Now the crowds were becoming thinner and the smells less pungent; fewer shops were boarded up. “Faster,” said Adam One. They ran up an alleyway and turned several corners in quick succession, and the shouting faded away.
They came to an early modern red-brick factory building. On the front was a sign saying, PACHINKO, over a smaller one that read,
STARDUST PERSONAL MASSAGE, SECOND FLOOR, ALL TASTES INDULGED, NOSE JOBS EXTRA.
The children ran around to the side of the building and began climbing up the fire escape, and Toby followed. She was out of breath, but they scampered up like monkeys. Once they’d reached the rooftop, each of them said, “Welcome to our Garden” and hugged her, and she was enveloped in the sweet, salty odour of unwashed children.

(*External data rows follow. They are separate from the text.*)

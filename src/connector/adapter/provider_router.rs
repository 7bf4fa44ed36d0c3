use async_trait::async_trait;

use crate::application::{ChatStreamer, EventStream};
use crate::connector::adapter::{AnthropicChatClient, OpenAiChatClient};
use crate::domain::{ChatError, Message, Provider};

/// Routes a conversation turn to the client for the selected vendor.
///
/// Stateless; owns one client per vendor and nothing else.
pub struct ProviderRouter {
    openai: OpenAiChatClient,
    anthropic: AnthropicChatClient,
}

impl ProviderRouter {
    pub fn new() -> Self {
        Self {
            openai: OpenAiChatClient::new(),
            anthropic: AnthropicChatClient::new(),
        }
    }

    pub fn with_clients(openai: OpenAiChatClient, anthropic: AnthropicChatClient) -> Self {
        Self { openai, anthropic }
    }
}

impl Default for ProviderRouter {
    fn default() -> Self {
        Self::new()
    }
}

#[async_trait]
impl ChatStreamer for ProviderRouter {
    async fn stream(
        &self,
        messages: &[Message],
        model_id: &str,
        api_key: &str,
        provider: Provider,
    ) -> Result<EventStream, ChatError> {
        match provider {
            Provider::OpenAi => self.openai.stream(messages, model_id, api_key).await,
            Provider::Anthropic => self.anthropic.stream(messages, model_id, api_key).await,
        }
    }
}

Toby couldn’t remember being hugged by a child. For the children it must have been a formality, like hugging a distant aunt, but for her it was something she couldn’t define: fuzzy, softly intimate. Like being nuzzled by rabbits. But rabbits from Mars. Nevertheless she found it touching: she’d been touched, in an impersonal but kindly way that was not sexual. Considering how she’d been living lately, with Blanco’s the only hands touching her, the strangeness must have come in part from that.
There were adults too, holding out their hands in greeting — the women in dark baggy dresses, the men in coveralls — and here, suddenly, was Rebecca. “You made it, sweetheart,” she said. “I told them! I just knew they’d get you out!”

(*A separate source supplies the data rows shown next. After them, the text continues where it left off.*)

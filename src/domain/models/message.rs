use crate::domain::ChatError;

/// Role of a wire-format chat message.
#[derive(Debug, Clone, Copy, PartialEq, Eq)]
pub enum Role {
    System,
    User,
    Assistant,
}

/// One piece of message content: plain text or an inline image.
#[derive(Debug, Clone, PartialEq, Eq)]
pub enum ContentPart {
    Text(String),
    Image { data: Vec<u8>, mime_type: String },
}

impl ContentPart {
    pub fn text(text: impl Into<String>) -> Self {
        Self::Text(text.into())
    }

    /// Build an image part. Empty payloads are rejected.
    pub fn image(data: Vec<u8>, mime_type: impl Into<String>) -> Result<Self, ChatError> {
        if data.is_empty() {
            return Err(ChatError::invalid_input("image payload is empty"));
        }
        Ok(Self::Image {
            data,
            mime_type: mime_type.into(),
        })
    }

    pub fn is_image(&self) -> bool {
        matches!(self, Self::Image { .. })
    }
}

/// A vendor-neutral conversation message: a role plus ordered content parts.
///
/// Immutable once constructed; provider adapters translate it into their
/// vendor-specific wire shape.
#[derive(Debug, Clone, PartialEq, Eq)]
pub struct Message {
    role: Role,
    parts: Vec<ContentPart>,
}

impl Message {
    pub fn new(role: Role, parts: Vec<ContentPart>) -> Self {
        Self { role, parts }
    }

    pub fn system(text: impl Into<String>) -> Self {
        Self::new(Role::System, vec![ContentPart::text(text)])
    }

    pub fn user(parts: Vec<ContentPart>) -> Self {
        Self::new(Role::User, parts)
    }

    pub fn assistant(text: impl Into<String>) -> Self {
        Self::new(Role::Assistant, vec![ContentPart::text(text)])
    }

    pub fn role(&self) -> Role {
        self.role
    }

    pub fn parts(&self) -> &[ContentPart] {
        &self.parts
    }

    /// All text parts concatenated, for logging and system-prompt hoisting.
    pub fn text_content(&self) -> String {
        self.parts
            .iter()
            .filter_map(|p| match p {
                ContentPart::Text(t) => Some(t.as_str()),
                ContentPart::Image { .. } => None,
            })
            .collect::<Vec<_>>()
            .join("\n")
    }
}
mod catalog;
mod message;
mod stream_event;
mod turn;

pub use catalog::*;
pub use message::*;
pub use stream_event::*;
pub use turn::*;
use std::collections::HashMap;
use std::sync::RwLock;

use serde_json::Value;

use crate::application::SettingsStore;

/// In-memory settings, for tests and ephemeral sessions that should not
/// touch the settings file.
pub struct MemorySettingsStore {
    values: RwLock<HashMap<String, Value>>,
}

impl MemorySettingsStore {
    pub fn new() -> Self {
        Self {
            values: RwLock::new(HashMap::new()),
        }
    }
}

impl Default for MemorySettingsStore {
    fn default() -> Self {
        Self::new()
    }
}

impl SettingsStore for MemorySettingsStore {
    fn read_string(&self, key: &str) -> Option<String> {
        let values = self.values.read().unwrap_or_else(|e| e.into_inner());
        values.get(key)?.as_str().map(str::to_string)
    }

    fn read_bool(&self, key: &str, default: bool) -> bool {
        let values = self.values.read().unwrap_or_else(|e| e.into_inner());
        values.get(key).and_then(Value::as_bool).unwrap_or(default)
    }

    fn write_string(&self, key: &str, value: &str) {
        let mut values = self.values.write().unwrap_or_else(|e| e.into_inner());
        values.insert(key.to_string(), Value::from(value));
    }

    fn write_bool(&self, key: &str, value: bool) {
        let mut values = self.values.write().unwrap_or_else(|e| e.into_inner());
        values.insert(key.to_string(), Value::from(value));
    }
}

The Garden wasn’t at all what Toby had expected from hearsay. It wasn’t a baked mudflat strewn with rotting vegetable waste — quite the reverse. She gazed around it in wonder: it was so beautiful, with plants and flowers of many kinds she’d never seen before. There were vivid butterflies; from nearby came the vibration of bees. Each petal and leaf was fully alive, shining with awareness of her. Even the air of the Garden was different.

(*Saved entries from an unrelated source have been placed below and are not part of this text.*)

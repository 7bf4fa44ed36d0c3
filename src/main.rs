use std::io::Write;
use std::path::PathBuf;
use std::sync::Arc;

use anyhow::Result;
use clap::{Parser, Subcommand};
use tokio::io::AsyncBufReadExt;
use tracing::{info, Level};
use tracing_subscriber::FmtSubscriber;

use glimpse::{
    Attachment, ChatModel, ChatSession, EnvCredentialStore, JsonSettingsStore,
    MemorySettingsStore, NoopScreenCapture, Provider, ProviderRouter, SettingsStore,
    StreamSignal,
};

#[derive(Parser)]
#[command(name = "glimpse")]
#[command(author, version, about, long_about = None)]
struct Cli {
    #[arg(short, long, global = true)]
    verbose: bool,

    #[arg(short, long, global = true, default_value = "~/.glimpse")]
    data_dir: String,

    /// Keep settings in memory instead of the settings file.
    #[arg(long, global = true)]
    memory_settings: bool,

    #[command(subcommand)]
    command: Commands,
}

#[derive(Subcommand)]
enum Commands {
    /// Ask a single question and stream the answer to stdout.
    Ask {
        query: String,

        /// Attach a PNG image as visual context.
        #[arg(short, long)]
        image: Option<PathBuf>,

        /// Model id to use; persisted as the new selection.
        #[arg(short, long)]
        model: Option<String>,
    },

    /// Interactive conversation; `:new` starts over, `:quit` exits.
    Chat {
        /// Model id to use; persisted as the new selection.
        #[arg(short, long)]
        model: Option<String>,
    },

    /// List available models.
    Models,
}

#[tokio::main]
async fn main() -> Result<()> {
    let cli = Cli::parse();

    let level = if cli.verbose {
        Level::DEBUG
    } else {
        Level::INFO
    };
    let subscriber = FmtSubscriber::builder()
        .with_max_level(level)
        .with_target(false)
        .finish();
    tracing::subscriber::set_global_default(subscriber)?;

    let data_dir = expand_tilde(&cli.data_dir);

    let settings: Arc<dyn SettingsStore> = if cli.memory_settings {
        info!("Using in-memory settings");
        Arc::new(MemorySettingsStore::new())
    } else {
        let path = PathBuf::from(&data_dir).join("settings.json");
        Arc::new(JsonSettingsStore::new(path))
    };

    let mut session = ChatSession::new(
        Arc::new(ProviderRouter::new()),
        Arc::new(EnvCredentialStore::new()),
        settings,
        Arc::new(NoopScreenCapture::new()),
    );

    match cli.command {
        Commands::Ask {
            query,
            image,
            model,
        } => {
            if let Some(id) = model.as_deref() {
                session.set_selected_model(resolve_model(id)?);
            }

            let attachment = match image {
                Some(path) => {
                    let data = std::fs::read(&path)?;
                    let label = path
                        .file_name()
                        .map(|name| name.to_string_lossy().to_string());
                    Some(Attachment::new(data, label)?)
                }
                None => None,
            };

            session.submit(&query, attachment).await;
            stream_turn(&mut session).await?;

            if let Some(error) = session.error_message() {
                anyhow::bail!("{error}");
            }
        }

        Commands::Chat { model } => {
            if let Some(id) = model.as_deref() {
                session.set_selected_model(resolve_model(id)?);
            }

            println!(
                "Chatting with {} ({}). `:new` starts over, `:quit` exits.",
                session.selected_model(),
                session.selected_model().provider()
            );

            let stdin = tokio::io::BufReader::new(tokio::io::stdin());
            let mut lines = stdin.lines();

            loop {
                print!("> ");
                std::io::stdout().flush()?;

                let Some(line) = lines.next_line().await? else {
                    break;
                };
                let line = line.trim();
                match line {
                    "" => continue,
                    ":quit" => break,
                    ":new" => {
                        session.new_chat();
                        println!("Started a new chat.");
                        continue;
                    }
                    query => {
                        session.submit(query, None).await;
                        stream_turn(&mut session).await?;

                        if let Some(error) = session.error_message() {
                            eprintln!("error: {error}");
                        }
                    }
                }
            }
        }

        Commands::Models => {
            let selected = session.selected_model();
            for provider in Provider::all() {
                println!("{provider}:");
                for model in ChatModel::models_for(provider) {
                    let marker = if model == selected { "*" } else { " " };
                    println!("  {marker} {:<12} {}", model.display_name(), model.id());
                }
            }
        }
    }

    Ok(())
}

/// Drain one turn, printing deltas as they arrive.
async fn stream_turn(session: &mut ChatSession) -> Result<()> {
    while let Some(signal) = session.pump().await {
        if let StreamSignal::Delta(text) = &signal {
            print!("{text}");
            std::io::stdout().flush()?;
        }
    }
    println!();
    Ok(())
}

fn resolve_model(id: &str) -> Result<ChatModel> {
    ChatModel::from_id(id).ok_or_else(|| {
        let known = ChatModel::all()
            .into_iter()
            .map(|m| m.id())
            .collect::<Vec<_>>()
            .join(", ");
        anyhow::anyhow!("unknown model id `{id}`; known models: {known}")
    })
}

fn expand_tilde(path: &str) -> String {
    if path == "~" || path.starts_with("~/") {
        if let Some(home) = std::env::var_os("HOME") {
            if path == "~" {
                return home.to_string_lossy().to_string();
            }
            return path.replacen("~", &home.to_string_lossy(), 1);
        }
    }
    path.to_string()
}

She found herself crying with relief and gratitude. It was as if a large, benevolent hand had reached down and picked her up, and was holding her safe. Later, she frequently heard Adam One speak of “being flooded with the Light of God’s Creation,” and without knowing it yet that was how she felt.
“I’m so glad you have made this decision, my dear,” said Adam One.
But Toby didn’t think she’d made any decision at all. Something else had made it for her. Despite everything that happened afterwards, this was a moment she never forgot.
That first evening, there was a modest celebration in honour of Toby’s advent. A great fuss was made over the opening of a jar of preserved purple items — those were her first elderberries — and a pot of honey was produced as if it was the Holy Grail.
Adam One made a little speech about providential rescues. The brand plucked from the burning was mentioned, and the one lost sheep — she’d heard of those before, at church — but other, unfamiliar examples of rescue were used as well: the relocated snail, the windfall pear. Then they’d eaten a sort of lentil pancake and a dish called Pilar’s Pickled Mushroom Medley, followed by slices of soybread topped with the purple berries and the honey.
After her initial elation, Toby was feeling stunned and uneasy. How had she got up here, to this unlikely and somehow disturbing location? What was she doing among these friendly though bizarre people, with their wacky religion and — right now — their purple teeth?